[Collected data entries]
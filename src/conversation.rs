use super::*;

const INFO_TOKEN: &str = "info";
const SWEEP_DEFAULT_TOKEN: &str = "send_all";
const CUSTOM_OPTIONS_TOKEN: &str = "custom_options";
const CUSTOM_CHAT_TOKEN: &str = "custom_chat";
const CUSTOM_CHANNEL_TOKEN: &str = "custom_channel";

impl Action {
    pub(super) fn parse(data: &str) -> Self {
        if let Some(rest) = data.strip_prefix(DEFAULT_BLOCK_PREFIX) {
            return Action::DefaultBlock {
                start: normalize_start(rest),
            };
        }
        match data {
            INFO_TOKEN => Action::Info,
            SWEEP_DEFAULT_TOKEN => Action::SweepDefault,
            CUSTOM_OPTIONS_TOKEN => Action::CustomOptions,
            CUSTOM_CHAT_TOKEN => Action::CustomChat,
            CUSTOM_CHANNEL_TOKEN => Action::CustomChannel,
            _ => Action::Unknown,
        }
    }

    pub(super) fn token(&self) -> String {
        match self {
            Action::DefaultBlock { start } => format!("{}{}", DEFAULT_BLOCK_PREFIX, start),
            Action::Info => INFO_TOKEN.to_string(),
            Action::SweepDefault => SWEEP_DEFAULT_TOKEN.to_string(),
            Action::CustomOptions => CUSTOM_OPTIONS_TOKEN.to_string(),
            Action::CustomChat => CUSTOM_CHAT_TOKEN.to_string(),
            Action::CustomChannel => CUSTOM_CHANNEL_TOKEN.to_string(),
            Action::Unknown => String::new(),
        }
    }
}

#[derive(Debug, Clone)]
pub(super) struct FlowSettings {
    pub(super) block_size: u64,
    pub(super) default_max: u64,
    pub(super) default_template: String,
}

impl FlowSettings {
    pub(super) fn from_config(config: &Config) -> Self {
        FlowSettings {
            block_size: config.block_size,
            default_max: config.default_max,
            default_template: config.default_template.clone(),
        }
    }
}

/// In-memory sessions keyed by conversation id. One lock serializes every
/// transition, so two events for the same chat never interleave.
#[derive(Default)]
pub(super) struct SessionStore {
    sessions: Mutex<HashMap<i64, Session>>,
}

impl SessionStore {
    #[cfg(test)]
    pub(super) async fn get(&self, chat_id: ChatId) -> Option<Session> {
        self.sessions.lock().await.get(&chat_id.0).cloned()
    }
}

pub(super) struct Conversation {
    settings: FlowSettings,
    store: SessionStore,
}

fn reply(text: impl Into<String>) -> Effect {
    Effect::Reply {
        text: text.into(),
        keyboard: None,
    }
}

fn reply_with(text: impl Into<String>, keyboard: InlineKeyboardMarkup) -> Effect {
    Effect::Reply {
        text: text.into(),
        keyboard: Some(keyboard),
    }
}

impl Conversation {
    pub(super) fn new(settings: FlowSettings) -> Self {
        Conversation {
            settings,
            store: SessionStore::default(),
        }
    }

    #[cfg(test)]
    pub(super) fn store(&self) -> &SessionStore {
        &self.store
    }

    pub(super) async fn cancel(&self, chat_id: ChatId) -> bool {
        self.store.sessions.lock().await.remove(&chat_id.0).is_some()
    }

    pub(super) async fn handle_action(
        &self,
        chat_id: ChatId,
        actor: &Actor,
        action: Action,
    ) -> Vec<Effect> {
        let mut sessions = self.store.sessions.lock().await;
        match action {
            Action::DefaultBlock { start } => {
                match compute_range(start, self.settings.block_size, self.settings.default_max) {
                    Ok(range) => vec![Effect::Block {
                        range,
                        template: self.settings.default_template.clone(),
                    }],
                    Err(_) => vec![reply("Invalid selection.")],
                }
            }
            Action::Info => vec![reply(info_text(actor))],
            Action::SweepDefault => vec![Effect::Sweep(SweepJob {
                origin: chat_id,
                target: DeliveryTarget::Conversation(chat_id),
                upper_bound: self.settings.default_max,
                template: self.settings.default_template.clone(),
                announce: Some(
                    "Starting to send all gift links. This may take a while.".to_string(),
                ),
                completion: None,
            })],
            Action::CustomOptions => {
                sessions.insert(
                    chat_id.0,
                    Session {
                        step: Step::AwaitingCustomLink,
                        link_template: None,
                        quantity: None,
                        destination: None,
                    },
                );
                vec![reply(
                    "Please send your custom gift link template (e.g., http://t.me/nft/Jackinthemall-):",
                )]
            }
            Action::CustomChat => {
                let Some((template, quantity)) =
                    sessions.get(&chat_id.0).and_then(ready_for_destination)
                else {
                    return vec![reply("Custom link or quantity not set. Please try again.")];
                };
                sessions.remove(&chat_id.0);
                vec![Effect::Sweep(SweepJob {
                    origin: chat_id,
                    target: DeliveryTarget::Conversation(chat_id),
                    upper_bound: quantity,
                    template,
                    announce: Some(
                        "Sending all custom gift links in chat. This may take a while.".to_string(),
                    ),
                    completion: None,
                })]
            }
            Action::CustomChannel => {
                let ready = sessions
                    .get(&chat_id.0)
                    .and_then(ready_for_destination)
                    .is_some();
                match sessions.get_mut(&chat_id.0) {
                    Some(session) if ready => {
                        session.step = Step::AwaitingChannel;
                        vec![reply(
                            "Please enter the channel ID (or @channelusername) where the bot is admin:",
                        )]
                    }
                    _ => vec![reply("Custom link or quantity not set. Please try again.")],
                }
            }
            Action::Unknown => vec![reply("Invalid selection.")],
        }
    }

    /// Feeds free text to the chat's session. Commands and chats without a
    /// session produce nothing.
    pub(super) async fn handle_text(&self, chat_id: ChatId, text: &str) -> Vec<Effect> {
        if text.starts_with('/') {
            return Vec::new();
        }
        let mut sessions = self.store.sessions.lock().await;
        let Some(session) = sessions.get_mut(&chat_id.0) else {
            return Vec::new();
        };

        match session.step {
            Step::AwaitingCustomLink => {
                session.link_template = Some(text.trim().to_string());
                session.step = Step::AwaitingCustomQuantity;
                vec![reply(
                    "Please enter the quantity for your custom gift links (e.g., 100000 or 500000):",
                )]
            }
            Step::AwaitingCustomQuantity => match parse_quantity(text) {
                Some(quantity) => {
                    session.quantity = Some(quantity);
                    session.step = Step::CustomChoiceMade;
                    vec![reply_with(
                        "Choose how you want to send your custom gift links:",
                        build_destination_menu(),
                    )]
                }
                None => vec![reply("Invalid quantity. Please enter a positive number.")],
            },
            Step::AwaitingChannel => {
                let destination = text.trim();
                if destination.is_empty() {
                    return vec![reply(
                        "Please enter the channel ID (or @channelusername) where the bot is admin:",
                    )];
                }
                session.destination = Some(destination.to_string());
                let job = channel_sweep(chat_id, session);
                sessions.remove(&chat_id.0);
                match job {
                    Some(job) => vec![Effect::Sweep(job)],
                    None => vec![reply("Custom link or quantity not set. Please try again.")],
                }
            }
            Step::CustomChoiceMade => Vec::new(),
        }
    }
}

fn channel_sweep(origin: ChatId, session: &Session) -> Option<SweepJob> {
    let (template, quantity) = ready_for_destination(session)?;
    let destination = session.destination.clone()?;
    Some(SweepJob {
        origin,
        announce: Some(format!(
            "Posting to channel {}. Ensure the bot is admin there.",
            destination
        )),
        completion: Some("Done posting to channel.".to_string()),
        target: DeliveryTarget::External(destination),
        upper_bound: quantity,
        template,
    })
}

fn ready_for_destination(session: &Session) -> Option<(String, u64)> {
    let template = session.link_template.clone()?;
    let quantity = session.quantity?;
    Some((template, quantity))
}

pub(super) fn parse_quantity(text: &str) -> Option<u64> {
    text.trim().parse::<u64>().ok().filter(|quantity| *quantity > 0)
}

- **Goal of the exercise**:
Starting at the line above that contains "let destination = text.trim();", write out each line exactly until the line that contains "session.destination = Some(destination.to_string());" has been written, and stop there.

- **Expected answer**:
                let destination = text.trim();
                if destination.is_empty() {
                    return vec![reply(
                        "Please enter the channel ID (or @channelusername) where the bot is admin:",
                    )];
                }
                session.destination = Some(destination.to_string());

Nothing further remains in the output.